Directions for this task — Keep every character as it is and output all of the records.

Stored data:

- - - -

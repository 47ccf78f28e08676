//! # Sale Commands
//!
//! ## Checkout Flow
//! ```text
//! ┌─────────────────────────────────────────────────────────────────────────┐
//! │  lock cart → ledger → shift                                             │
//! │        │                                                                │
//! │        ▼                                                                │
//! │  shift open? ── no ──► SHIFT_ERROR (nothing deducted)                   │
//! │        │                                                                │
//! │        ▼                                                                │
//! │  order.checkout(ledger) ── short ──► INSUFFICIENT_STOCK (cart kept)     │
//! │        │                                                                │
//! │        ▼                                                                │
//! │  shift.record_receipt                                                   │
//! │        │                                                                │
//! │        ▼                                                                │
//! │  save inventory.json + receipts.json ── fails ──► PERSISTENCE_ERROR     │
//! │        │                                  (sale stands in memory)       │
//! │        ▼                                                                │
//! │  Ok(receipt)                                                            │
//! └─────────────────────────────────────────────────────────────────────────┘
//! ```

use barista_core::{CoreError, Money, Receipt, RECEIPT_SUMMARY_CHARS};
use serde::Serialize;
use tracing::{debug, warn};

use crate::error::ApiError;
use crate::state::{CartState, LedgerState, ShiftLogState, StoreState};

#[derive(Debug, Clone, PartialEq, Serialize)]
#[serde(rename_all = "camelCase")]
pub struct CheckoutResponse {
    pub receipt_id: u64,
    pub total: Money,
    pub items: Vec<String>,
}

/// One row of the receipts screen.
#[derive(Debug, Clone, PartialEq, Serialize)]
#[serde(rename_all = "camelCase")]
pub struct ReceiptSummary {
    pub id: u64,
    /// Local time, `YYYY-MM-DD HH:MM`
    pub date: String,
    pub total: Money,
    pub summary: String,
}

/// Sells the current cart.
pub fn checkout(
    cart: &CartState,
    ledger: &LedgerState,
    shift: &ShiftLogState,
    store: &StoreState,
) -> Result<CheckoutResponse, ApiError> {
    debug!("checkout command");

    cart.with_order_mut(|order| {
        ledger.with_ledger_mut(|stock| {
            shift.with_shift_mut(|shift| -> Result<CheckoutResponse, ApiError> {
                if !shift.is_open() {
                    return Err(CoreError::ShiftNotOpen.into());
                }

                let receipt = order.checkout(stock, ledger.recipes()).map_err(|e| {
                    if let Some(short) = e.insufficient_ingredients() {
                        warn!(?short, lines = order.len(), "Checkout rejected");
                    }
                    e
                })?;

                let response = CheckoutResponse {
                    receipt_id: receipt.id(),
                    total: receipt.total(),
                    items: receipt.item_names(),
                };
                shift.record_receipt(receipt)?;

                let ledger_saved = store.persistence().save_ledger(stock);
                let receipts_saved = store.persistence().save_receipts(shift.receipts());
                ledger_saved?;
                receipts_saved?;

                Ok(response)
            })
        })
    })
}

/// Receipts of the current shift, newest first.
pub fn receipts_view(shift: &ShiftLogState, store: &StoreState) -> Vec<ReceiptSummary> {
    debug!("receipts_view command");

    let offset = store.utc_offset();
    shift.with_shift(|shift| {
        shift
            .receipts_newest_first()
            .map(|receipt: &Receipt| ReceiptSummary {
                id: receipt.id(),
                date: receipt
                    .timestamp()
                    .with_timezone(&offset)
                    .format("%Y-%m-%d %H:%M")
                    .to_string(),
                total: receipt.total(),
                summary: receipt.summary(RECEIPT_SUMMARY_CHARS),
            })
            .collect()
    })
}

#[cfg(test)]
mod tests {
    use super::*;
    use crate::commands::test_support::Fixture;
    use crate::commands::{add_to_cart, count_stock, get_cart, start_shift};
    use crate::error::ErrorCode;
    use barista_core::{DocumentKind, OrderState, Persistence};

    #[test]
    fn test_checkout_requires_open_shift() {
        let fx = Fixture::new();
        add_to_cart(&fx.cart, &fx.catalog, None, "Americano", "12oz").unwrap();

        let err = checkout(&fx.cart, &fx.ledger, &fx.shift, &fx.store).unwrap_err();

        assert_eq!(err.code, ErrorCode::ShiftError);
        assert_eq!(get_cart(&fx.cart).lines.len(), 1);
        assert_eq!(fx.ledger.with_ledger(|l| l.get("Beans")), Some(5000.0));
    }

    #[test]
    fn test_checkout_deducts_and_persists() {
        let fx = Fixture::new();
        start_shift(&fx.ledger, &fx.shift, &fx.store).unwrap();
        add_to_cart(&fx.cart, &fx.catalog, None, "Iced Latte", "16oz").unwrap();
        add_to_cart(&fx.cart, &fx.catalog, None, "Americano", "12oz").unwrap();

        let sold = checkout(&fx.cart, &fx.ledger, &fx.shift, &fx.store).unwrap();

        assert_eq!(sold.total, Money::from_major(150));
        assert_eq!(sold.items, vec!["Iced Latte 16oz", "Americano 12oz"]);
        assert_eq!(get_cart(&fx.cart).state, OrderState::Empty);

        let stored = fx.memory.load_ledger().unwrap().unwrap();
        assert_eq!(stored, fx.ledger.with_ledger(|l| l.clone()));
        let receipts = fx.memory.load_receipts().unwrap().unwrap();
        assert_eq!(receipts.len(), 1);
        assert_eq!(receipts[0].id(), sold.receipt_id);
    }

    #[test]
    fn test_short_stock_keeps_cart_and_ledger() {
        let fx = Fixture::new();
        start_shift(&fx.ledger, &fx.shift, &fx.store).unwrap();
        count_stock(&fx.ledger, &fx.shift, &fx.store, "Beans", "0.01").unwrap();
        let before = fx.ledger.with_ledger(|l| l.clone());
        let saves = fx.memory.save_count();
        add_to_cart(&fx.cart, &fx.catalog, None, "Americano", "12oz").unwrap();

        let err = checkout(&fx.cart, &fx.ledger, &fx.shift, &fx.store).unwrap_err();

        assert_eq!(err.code, ErrorCode::InsufficientStock);
        assert!(err.message.contains("Beans"));
        assert_eq!(fx.ledger.with_ledger(|l| l.clone()), before);
        assert_eq!(get_cart(&fx.cart).lines.len(), 1);
        assert_eq!(fx.memory.save_count(), saves);
    }

    #[test]
    fn test_save_failure_keeps_sale_in_memory() {
        let fx = Fixture::new();
        start_shift(&fx.ledger, &fx.shift, &fx.store).unwrap();
        add_to_cart(&fx.cart, &fx.catalog, None, "Americano", "12oz").unwrap();
        fx.memory.fail_saves(true);

        let err = checkout(&fx.cart, &fx.ledger, &fx.shift, &fx.store).unwrap_err();

        assert_eq!(err.code, ErrorCode::PersistenceError);
        assert_eq!(fx.ledger.with_ledger(|l| l.get("Beans")), Some(4982.0));
        assert_eq!(receipts_view(&fx.shift, &fx.store).len(), 1);
        assert!(fx.memory.document(DocumentKind::Inventory).is_none());
    }

    #[test]
    fn test_receipts_view_newest_first() {
        let fx = Fixture::new();
        start_shift(&fx.ledger, &fx.shift, &fx.store).unwrap();
        for product in ["Americano", "Cafe Latte"] {
            add_to_cart(&fx.cart, &fx.catalog, None, product, "12oz").unwrap();
            checkout(&fx.cart, &fx.ledger, &fx.shift, &fx.store).unwrap();
        }

        let rows = receipts_view(&fx.shift, &fx.store);

        assert_eq!(rows.len(), 2);
        assert_eq!(rows[0].summary, "Cafe Latte 12oz");
        assert_eq!(rows[1].summary, "Americano 12oz");
        assert!(rows[0].id > rows[1].id);
    }
}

- - - -

Response to this task —
repository 47ccf78f28e08676
//! # Sale Commands
//!
//! ## Checkout Flow
//! ```text
//! ┌─────────────────────────────────────────────────────────────────────────┐
//! │  lock cart → ledger → shift                                             │
//! │        │                                                                │
//! │        ▼                                                                │
//! │  shift open? ── no ──► SHIFT_ERROR (nothing deducted)                   │
//! │        │                                                                │
//! │        ▼                                                                │
//! │  order.checkout(ledger) ── short ──► INSUFFICIENT_STOCK (cart kept)     │
//! │        │                                                                │
//! │        ▼                                                                │
//! │  shift.record_receipt                                                   │
//! │        │                                                                │
//! │        ▼                                                                │
//! │  save inventory.json + receipts.json ── fails ──► PERSISTENCE_ERROR     │
//! │        │                                  (sale stands in memory)       │
//! │        ▼                                                                │
//! │  Ok(receipt)                                                            │
//! └─────────────────────────────────────────────────────────────────────────┘
//! ```

use barista_core::{CoreError, Money, Receipt, RECEIPT_SUMMARY_CHARS};
use serde::Serialize;
use tracing::{debug, warn};

use crate::error::ApiError;
use crate::state::{CartState, LedgerState, ShiftLogState, StoreState};

#[derive(Debug, Clone, PartialEq, Serialize)]
#[serde(rename_all = "camelCase")]
pub struct CheckoutResponse {
    pub receipt_id: u64,
    pub total: Money,
    pub items: Vec<String>,
}

/// One row of the receipts screen.
#[derive(Debug, Clone, PartialEq, Serialize)]
#[serde(rename_all = "camelCase")]
pub struct ReceiptSummary {
    pub id: u64,
    /// Local time, `YYYY-MM-DD HH:MM`
    pub date: String,
    pub total: Money,
    pub summary: String,
}

/// Sells the current cart.
pub fn checkout(
    cart: &CartState,
    ledger: &LedgerState,
    shift: &ShiftLogState,
    store: &StoreState,
) -> Result<CheckoutResponse, ApiError> {
    debug!("checkout command");

    cart.with_order_mut(|order| {
        ledger.with_ledger_mut(|stock| {
            shift.with_shift_mut(|shift| -> Result<CheckoutResponse, ApiError> {
                if !shift.is_open() {
                    return Err(CoreError::ShiftNotOpen.into());
                }

                let receipt = order.checkout(stock, ledger.recipes()).map_err(|e| {
                    if let Some(short) = e.insufficient_ingredients() {
                        warn!(?short, lines = order.len(), "Checkout rejected");
                    }
                    e
                })?;

                let response = CheckoutResponse {
                    receipt_id: receipt.id(),
                    total: receipt.total(),
                    items: receipt.item_names(),
                };
                shift.record_receipt(receipt)?;

                let ledger_saved = store.persistence().save_ledger(stock);
                let receipts_saved = store.persistence().save_receipts(shift.receipts());
                ledger_saved?;
                receipts_saved?;

                Ok(response)
            })
        })
    })
}

/// Receipts of the current shift, newest first.
pub fn receipts_view(shift: &ShiftLogState, store: &StoreState) -> Vec<ReceiptSummary> {
    debug!("receipts_view command");

    let offset = store.utc_offset();
    shift.with_shift(|shift| {
        shift
            .receipts_newest_first()
            .map(|receipt: &Receipt| ReceiptSummary {
                id: receipt.id(),
                date: receipt
                    .timestamp()
                    .with_timezone(&offset)
                    .format("%Y-%m-%d %H:%M")
                    .to_string(),
                total: receipt.total(),
                summary: receipt.summary(RECEIPT_SUMMARY_CHARS),
            })
            .collect()
    })
}

#[cfg(test)]
mod tests {
    use super::*;
    use crate::commands::test_support::Fixture;
    use crate::commands::{add_to_cart, count_stock, get_cart, start_shift};
    use crate::error::ErrorCode;
    use barista_core::{DocumentKind, OrderState, Persistence};

    #[test]
    fn test_checkout_requires_open_shift() {
        let fx = Fixture::new();
        add_to_cart(&fx.cart, &fx.catalog, None, "Americano", "12oz").unwrap();

        let err = checkout(&fx.cart, &fx.ledger, &fx.shift, &fx.store).unwrap_err();

        assert_eq!(err.code, ErrorCode::ShiftError);
        assert_eq!(get_cart(&fx.cart).lines.len(), 1);
        assert_eq!(fx.ledger.with_ledger(|l| l.get("Beans")), Some(5000.0));
    }

    #[test]
    fn test_checkout_deducts_and_persists() {
        let fx = Fixture::new();
        start_shift(&fx.ledger, &fx.shift, &fx.store).unwrap();
        add_to_cart(&fx.cart, &fx.catalog, None, "Iced Latte", "16oz").unwrap();
        add_to_cart(&fx.cart, &fx.catalog, None, "Americano", "12oz").unwrap();

        let sold = checkout(&fx.cart, &fx.ledger, &fx.shift, &fx.store).unwrap();

        assert_eq!(sold.total, Money::from_major(150));
        assert_eq!(sold.items, vec!["Iced Latte 16oz", "Americano 12oz"]);
        assert_eq!(get_cart(&fx.cart).state, OrderState::Empty);

        let stored = fx.memory.load_ledger().unwrap().unwrap();
        assert_eq!(stored, fx.ledger.with_ledger(|l| l.clone()));
        let receipts = fx.memory.load_receipts().unwrap().unwrap();
        assert_eq!(receipts.len(), 1);
        assert_eq!(receipts[0].id(), sold.receipt_id);
    }

    #[test]
    fn test_short_stock_keeps_cart_and_ledger() {
        let fx = Fixture::new();
        start_shift(&fx.ledger, &fx.shift, &fx.store).unwrap();
        count_stock(&fx.ledger, &fx.shift, &fx.store, "Beans", "0.01").unwrap();
        let before = fx.ledger.with_ledger(|l| l.clone());
        let saves = fx.memory.save_count();
        add_to_cart(&fx.cart, &fx.catalog, None, "Americano", "12oz").unwrap();

        let err = checkout(&fx.cart, &fx.ledger, &fx.shift, &fx.store).unwrap_err();

        assert_eq!(err.code, ErrorCode::InsufficientStock);
        assert!(err.message.contains("Beans"));
        assert_eq!(fx.ledger.with_ledger(|l| l.clone()), before);
        assert_eq!(get_cart(&fx.cart).lines.len(), 1);
        assert_eq!(fx.memory.save_count(), saves);
    }

    #[test]
    fn test_save_failure_keeps_sale_in_memory() {
        let fx = Fixture::new();
        start_shift(&fx.ledger, &fx.shift, &fx.store).unwrap();
        add_to_cart(&fx.cart, &fx.catalog, None, "Americano", "12oz").unwrap();
        fx.memory.fail_saves(true);

        let err = checkout(&fx.cart, &fx.ledger, &fx.shift, &fx.store).unwrap_err();

        assert_eq!(err.code, ErrorCode::PersistenceError);
        assert_eq!(fx.ledger.with_ledger(|l| l.get("Beans")), Some(4982.0));
        assert_eq!(receipts_view(&fx.shift, &fx.store).len(), 1);
        assert!(fx.memory.document(DocumentKind::Inventory).is_none());
    }

    #[test]
    fn test_receipts_view_newest_first() {
        let fx = Fixture::new();
        start_shift(&fx.ledger, &fx.shift, &fx.store).unwrap();
        for product in ["Americano", "Cafe Latte"] {
            add_to_cart(&fx.cart, &fx.catalog, None, product, "12oz").unwrap();
            checkout(&fx.cart, &fx.ledger, &fx.shift, &fx.store).unwrap();
        }

        let rows = receipts_view(&fx.shift, &fx.store);

        assert_eq!(rows.len(), 2);
        assert_eq!(rows[0].summary, "Cafe Latte 12oz");
        assert_eq!(rows[1].summary, "Americano 12oz");
        assert!(rows[0].id > rows[1].id);
    }
}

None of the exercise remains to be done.